Look at each line of the listing. Copy those that hold the string "tools".

....................

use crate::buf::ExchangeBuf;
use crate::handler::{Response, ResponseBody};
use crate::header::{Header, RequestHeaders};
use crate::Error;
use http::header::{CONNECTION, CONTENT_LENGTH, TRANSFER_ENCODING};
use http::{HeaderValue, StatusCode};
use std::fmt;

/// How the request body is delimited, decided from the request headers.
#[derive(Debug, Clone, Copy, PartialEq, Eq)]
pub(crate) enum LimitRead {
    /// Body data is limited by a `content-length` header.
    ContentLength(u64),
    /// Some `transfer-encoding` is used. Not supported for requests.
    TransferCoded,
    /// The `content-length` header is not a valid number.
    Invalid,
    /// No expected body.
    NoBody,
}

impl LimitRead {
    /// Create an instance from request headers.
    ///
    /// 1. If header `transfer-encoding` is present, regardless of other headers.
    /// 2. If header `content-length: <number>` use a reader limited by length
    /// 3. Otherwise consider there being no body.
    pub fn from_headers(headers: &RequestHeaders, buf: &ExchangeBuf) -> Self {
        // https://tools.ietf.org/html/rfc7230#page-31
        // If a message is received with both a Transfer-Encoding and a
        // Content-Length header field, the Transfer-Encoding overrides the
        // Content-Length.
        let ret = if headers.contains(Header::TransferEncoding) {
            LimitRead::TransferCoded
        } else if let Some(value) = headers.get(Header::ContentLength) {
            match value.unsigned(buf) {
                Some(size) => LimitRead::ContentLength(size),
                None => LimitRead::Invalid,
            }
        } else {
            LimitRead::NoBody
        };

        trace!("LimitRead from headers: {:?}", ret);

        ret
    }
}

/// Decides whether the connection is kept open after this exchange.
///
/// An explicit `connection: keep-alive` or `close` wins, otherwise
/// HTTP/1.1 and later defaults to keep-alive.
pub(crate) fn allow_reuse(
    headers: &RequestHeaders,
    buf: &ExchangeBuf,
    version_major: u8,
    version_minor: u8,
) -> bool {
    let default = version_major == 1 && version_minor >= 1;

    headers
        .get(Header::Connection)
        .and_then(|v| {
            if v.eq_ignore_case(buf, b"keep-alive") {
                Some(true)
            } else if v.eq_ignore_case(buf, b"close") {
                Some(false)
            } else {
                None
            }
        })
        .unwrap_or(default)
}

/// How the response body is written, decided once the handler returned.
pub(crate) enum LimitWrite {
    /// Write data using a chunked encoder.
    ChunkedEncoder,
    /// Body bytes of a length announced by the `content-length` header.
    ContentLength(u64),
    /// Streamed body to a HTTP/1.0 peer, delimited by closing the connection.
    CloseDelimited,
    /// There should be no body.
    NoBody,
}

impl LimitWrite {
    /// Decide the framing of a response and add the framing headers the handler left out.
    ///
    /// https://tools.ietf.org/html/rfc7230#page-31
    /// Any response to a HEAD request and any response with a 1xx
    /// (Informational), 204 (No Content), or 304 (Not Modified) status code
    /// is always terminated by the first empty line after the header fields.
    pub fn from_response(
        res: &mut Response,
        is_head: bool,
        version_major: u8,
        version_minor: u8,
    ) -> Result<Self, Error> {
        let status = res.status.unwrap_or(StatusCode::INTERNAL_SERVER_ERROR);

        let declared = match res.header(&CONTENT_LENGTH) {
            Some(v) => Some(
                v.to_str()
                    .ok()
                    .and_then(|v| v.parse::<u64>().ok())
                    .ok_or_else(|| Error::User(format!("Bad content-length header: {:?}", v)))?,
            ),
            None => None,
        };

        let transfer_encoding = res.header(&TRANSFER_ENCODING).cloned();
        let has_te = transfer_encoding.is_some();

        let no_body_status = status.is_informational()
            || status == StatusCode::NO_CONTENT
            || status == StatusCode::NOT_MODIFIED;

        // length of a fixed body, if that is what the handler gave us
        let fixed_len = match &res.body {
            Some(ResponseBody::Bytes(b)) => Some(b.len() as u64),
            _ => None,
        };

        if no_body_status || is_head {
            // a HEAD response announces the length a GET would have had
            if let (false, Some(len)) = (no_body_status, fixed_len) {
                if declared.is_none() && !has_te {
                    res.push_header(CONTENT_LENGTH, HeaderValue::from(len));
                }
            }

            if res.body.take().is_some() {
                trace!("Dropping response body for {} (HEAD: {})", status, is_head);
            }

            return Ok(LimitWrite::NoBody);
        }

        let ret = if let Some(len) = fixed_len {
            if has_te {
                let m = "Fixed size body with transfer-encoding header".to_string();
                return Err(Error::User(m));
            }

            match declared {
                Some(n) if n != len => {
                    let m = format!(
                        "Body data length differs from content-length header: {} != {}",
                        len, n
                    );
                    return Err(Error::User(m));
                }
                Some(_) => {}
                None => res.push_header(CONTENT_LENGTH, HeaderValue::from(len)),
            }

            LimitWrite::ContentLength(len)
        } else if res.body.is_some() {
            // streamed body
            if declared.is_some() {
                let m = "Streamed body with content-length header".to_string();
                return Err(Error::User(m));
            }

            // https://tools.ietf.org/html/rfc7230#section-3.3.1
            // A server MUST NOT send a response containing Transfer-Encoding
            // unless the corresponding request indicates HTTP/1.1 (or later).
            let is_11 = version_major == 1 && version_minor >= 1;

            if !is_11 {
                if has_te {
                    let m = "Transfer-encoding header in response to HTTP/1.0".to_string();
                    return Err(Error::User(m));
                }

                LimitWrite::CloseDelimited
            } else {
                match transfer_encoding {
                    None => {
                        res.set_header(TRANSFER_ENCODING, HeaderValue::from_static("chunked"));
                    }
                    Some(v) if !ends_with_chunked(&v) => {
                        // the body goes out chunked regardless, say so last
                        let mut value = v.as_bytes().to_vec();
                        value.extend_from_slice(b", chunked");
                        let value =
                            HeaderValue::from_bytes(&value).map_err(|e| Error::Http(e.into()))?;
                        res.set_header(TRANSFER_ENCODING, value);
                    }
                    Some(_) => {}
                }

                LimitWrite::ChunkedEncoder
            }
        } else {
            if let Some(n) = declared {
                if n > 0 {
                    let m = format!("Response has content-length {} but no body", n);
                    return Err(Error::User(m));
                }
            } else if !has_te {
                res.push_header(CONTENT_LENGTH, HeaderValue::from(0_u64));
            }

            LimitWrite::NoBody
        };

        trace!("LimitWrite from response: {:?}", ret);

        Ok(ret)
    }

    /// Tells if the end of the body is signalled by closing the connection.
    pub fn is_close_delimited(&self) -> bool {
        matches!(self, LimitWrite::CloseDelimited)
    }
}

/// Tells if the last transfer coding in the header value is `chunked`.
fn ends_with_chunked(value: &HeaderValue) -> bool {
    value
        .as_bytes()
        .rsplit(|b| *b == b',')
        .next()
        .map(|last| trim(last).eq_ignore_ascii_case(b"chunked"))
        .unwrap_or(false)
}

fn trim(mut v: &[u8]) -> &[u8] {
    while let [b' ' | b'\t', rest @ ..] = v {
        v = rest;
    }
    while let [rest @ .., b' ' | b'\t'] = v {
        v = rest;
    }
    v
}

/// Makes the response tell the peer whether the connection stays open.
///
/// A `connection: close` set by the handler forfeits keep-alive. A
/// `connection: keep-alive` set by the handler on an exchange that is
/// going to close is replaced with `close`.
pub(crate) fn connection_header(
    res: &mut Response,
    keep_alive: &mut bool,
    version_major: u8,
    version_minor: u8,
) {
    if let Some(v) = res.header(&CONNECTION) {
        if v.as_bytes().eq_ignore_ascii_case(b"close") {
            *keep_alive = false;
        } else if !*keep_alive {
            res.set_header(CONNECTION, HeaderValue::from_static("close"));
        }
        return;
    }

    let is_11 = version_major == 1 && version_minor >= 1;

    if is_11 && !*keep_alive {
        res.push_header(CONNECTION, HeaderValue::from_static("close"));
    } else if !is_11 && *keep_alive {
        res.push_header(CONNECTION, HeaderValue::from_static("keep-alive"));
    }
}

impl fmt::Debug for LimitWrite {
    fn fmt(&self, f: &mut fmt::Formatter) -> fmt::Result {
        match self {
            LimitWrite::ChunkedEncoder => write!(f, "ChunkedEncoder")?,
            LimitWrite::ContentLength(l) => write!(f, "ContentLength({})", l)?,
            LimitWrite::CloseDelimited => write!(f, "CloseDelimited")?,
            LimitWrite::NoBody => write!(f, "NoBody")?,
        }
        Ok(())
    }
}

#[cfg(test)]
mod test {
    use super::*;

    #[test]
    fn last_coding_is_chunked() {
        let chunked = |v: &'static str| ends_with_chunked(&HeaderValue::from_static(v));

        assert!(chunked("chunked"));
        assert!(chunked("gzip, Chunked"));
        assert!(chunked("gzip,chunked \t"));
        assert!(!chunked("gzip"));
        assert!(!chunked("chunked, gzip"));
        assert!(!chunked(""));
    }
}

....................

▶ **Answer**:
        // https://tools.ietf.org/html/rfc7230#page-31
    /// https://tools.ietf.org/html/rfc7230#page-31
            // https://tools.ietf.org/html/rfc7230#section-3.3.1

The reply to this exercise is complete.